La otitis media y su causalidad en las enfermedades infantiles.

Bebe en Pediatra

La otitis media es una patología muy común en la infancia, con un promedio de dos a tres episodios anuales y casi siempre acompañada de una infección respiratoria alta, como puede ser un resfriado. Surge generalmente en primavera e invierno con la aparición de asmas y enfermedades respiratorias contagiosas, sobre todo cuando los niños comparten lugares comunes con otros niños, como por ejemplo en la guardería o el parque. Y es que la otitis media en sí misma no es contagiosa, pero las causas que la generan sí.La principal consecuencia de la otitis media es la inflamación u obstrucción del conducto que une la caja del tímpano con la zona nasofaríngea (Trompa de Eustaquio) a causa de la presencia de virus y bacterias. Estos llegan a multiplicarse, produciendo moco y pus que aumentan la presión en el interior del oído. Esta presión o inflamación es la causante del dolor en el niño.
A menudo no pensamos que un resfriado puede derivar en una otitis media, pero si nos fijamos bien en las reacciones del bebé podremos llegar a ver que se trata de algo más que un simple resfriado.

Os detallamos algunos de los síntomas:

El dolor. Si el bebé se queja insistentemente y llora con facilidad es que hay un mal más intenso en sus oídos. También suelen acompañar a este dolor fiebre, vómitos y/o diarrea. Una forma de reconocimiento: si presionas el oído del niño durante unos segundos, le molesta y reacciona llorando.
Problemas con la alimentación. En los lactantes se pueden ver actitudes de rechazo al biberón y de que le cuesta más comer o incluso que lloran mientras comen. Esto es porque al tragar se mueve ligeramente el oído y le produce dolor.
Trastornos del sueño.

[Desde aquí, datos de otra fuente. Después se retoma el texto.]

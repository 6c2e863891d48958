//! Parallel bus between the MCU and the display controller
//!
//! A bus only knows how to drive its lines. Nibble order, strobe timing and
//! settle delays are the driver's job.

use embedded_hal::digital::v2::OutputPin;

use super::command::BusWidth;

/// Level of the Register-Select line
#[derive(Clone, Copy, Debug, PartialEq, Eq)]
pub enum Register {
    /// RS low
    Command,
    /// RS high
    Data,
}

pub trait DataBus {
    type Error;

    fn width(&self) -> BusWidth;

    fn set_register(&mut self, register: Register) -> Result<(), Self::Error>;

    /// Drive the data lines. A 4-bit bus presents the low nibble of `bits`
    /// on D4..D7.
    fn present(&mut self, bits: u8) -> Result<(), Self::Error>;

    fn set_enable(&mut self, high: bool) -> Result<(), Self::Error>;
}

#[inline]
fn set_level<P: OutputPin>(pin: &mut P, high: bool) -> Result<(), P::Error> {
    if high {
        pin.set_high()
    } else {
        pin.set_low()
    }
}

/// RS, E and the upper four data lines D4..D7
pub struct FourBitBus<RS, EN, D4, D5, D6, D7> {
    rs: RS,
    en: EN,
    d4: D4,
    d5: D5,
    d6: D6,
    d7: D7,
}

impl<RS, EN, D4, D5, D6, D7> FourBitBus<RS, EN, D4, D5, D6, D7> {
    pub fn new(rs: RS, en: EN, d4: D4, d5: D5, d6: D6, d7: D7) -> Self {
        Self {
            rs,
            en,
            d4,
            d5,
            d6,
            d7,
        }
    }

    pub fn release(self) -> (RS, EN, D4, D5, D6, D7) {
        (self.rs, self.en, self.d4, self.d5, self.d6, self.d7)
    }
}

impl<RS, EN, D4, D5, D6, D7, E> DataBus for FourBitBus<RS, EN, D4, D5, D6, D7>
where
    RS: OutputPin<Error = E>,
    EN: OutputPin<Error = E>,
    D4: OutputPin<Error = E>,
    D5: OutputPin<Error = E>,
    D6: OutputPin<Error = E>,
    D7: OutputPin<Error = E>,
{
    type Error = E;

    fn width(&self) -> BusWidth {
        BusWidth::Four
    }

    fn set_register(&mut self, register: Register) -> Result<(), E> {
        set_level(&mut self.rs, register == Register::Data)
    }

    fn present(&mut self, bits: u8) -> Result<(), E> {
        set_level(&mut self.d4, bits & 0x01 != 0)?;
        set_level(&mut self.d5, bits & 0x02 != 0)?;
        set_level(&mut self.d6, bits & 0x04 != 0)?;
        set_level(&mut self.d7, bits & 0x08 != 0)
    }

    fn set_enable(&mut self, high: bool) -> Result<(), E> {
        set_level(&mut self.en, high)
    }
}

/// RS, E and all eight data lines D0..D7
pub struct EightBitBus<RS, EN, D0, D1, D2, D3, D4, D5, D6, D7> {
    rs: RS,
    en: EN,
    d0: D0,
    d1: D1,
    d2: D2,
    d3: D3,
    d4: D4,
    d5: D5,
    d6: D6,
    d7: D7,
}

impl<RS, EN, D0, D1, D2, D3, D4, D5, D6, D7> EightBitBus<RS, EN, D0, D1, D2, D3, D4, D5, D6, D7> {
    #[allow(clippy::too_many_arguments)]
    pub fn new(rs: RS, en: EN, d0: D0, d1: D1, d2: D2, d3: D3, d4: D4, d5: D5, d6: D6, d7: D7) -> Self {
        Self {
            rs,
            en,
            d0,
            d1,
            d2,
            d3,
            d4,
            d5,
            d6,
            d7,
        }
    }

    #[allow(clippy::type_complexity)]
    pub fn release(self) -> (RS, EN, D0, D1, D2, D3, D4, D5, D6, D7) {
        (
            self.rs, self.en, self.d0, self.d1, self.d2, self.d3, self.d4, self.d5, self.d6, self.d7,
        )
    }
}

impl<RS, EN, D0, D1, D2, D3, D4, D5, D6, D7, E> DataBus
    for EightBitBus<RS, EN, D0, D1, D2, D3, D4, D5, D6, D7>
where
    RS: OutputPin<Error = E>,
    EN: OutputPin<Error = E>,
    D0: OutputPin<Error = E>,
    D1: OutputPin<Error = E>,
    D2: OutputPin<Error = E>,
    D3: OutputPin<Error = E>,
    D4: OutputPin<Error = E>,
    D5: OutputPin<Error = E>,
    D6: OutputPin<Error = E>,
    D7: OutputPin<Error = E>,
{
    type Error = E;

    fn width(&self) -> BusWidth {
        BusWidth::Eight
    }

    fn set_register(&mut self, register: Register) -> Result<(), E> {
        set_level(&mut self.rs, register == Register::Data)
    }

    fn present(&mut self, bits: u8) -> Result<(), E> {
        set_level(&mut self.d0, bits & 0x01 != 0)?;
        set_level(&mut self.d1, bits & 0x02 != 0)?;
        set_level(&mut self.d2, bits & 0x04 != 0)?;
        set_level(&mut self.d3, bits & 0x08 != 0)?;
        set_level(&mut self.d4, bits & 0x10 != 0)?;
        set_level(&mut self.d5, bits & 0x20 != 0)?;
        set_level(&mut self.d6, bits & 0x40 != 0)?;
        set_level(&mut self.d7, bits & 0x80 != 0)
    }

    fn set_enable(&mut self, high: bool) -> Result<(), E> {
        set_level(&mut self.en, high)
    }
}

Que el bebé no descanse bien, llore por las noches o se muestre intranquilo.
Supuración.
– Otra evidencia que puede exteriorizar el bebé es que se toque continuamente el lóbulo de la oreja.
– En los niños más mayores, que pueden expresarse con más facilidad, se refieren a la sensación de tener el oído tapado e incluso de oír menos.

 

Para evitar que el bebé sufra una otitis media podemos tomar algunas precauciones.

– En primer lugar, amamantar al bebé hará que sea menos propenso a contraer otitis media ya que la leche materna contiene anticuerpos que protegen de infecciones.
– En el caso de alimentarlo con biberón debemos mantener al bebé lo más vertical posible para evitar que la leche entre en las Trompas de Eustaquio.
– También, debemos evitar que el bebé o niño esté cerca del humo de fumadores o en ambientes donde se acumule mucho polvo.
– Y, en último lugar, ayudar a prevenir resfriados y otras enfermedades teniendo al día las vacunas del bebé, o bien evitando que el bebé se mueva en ambientes víricos.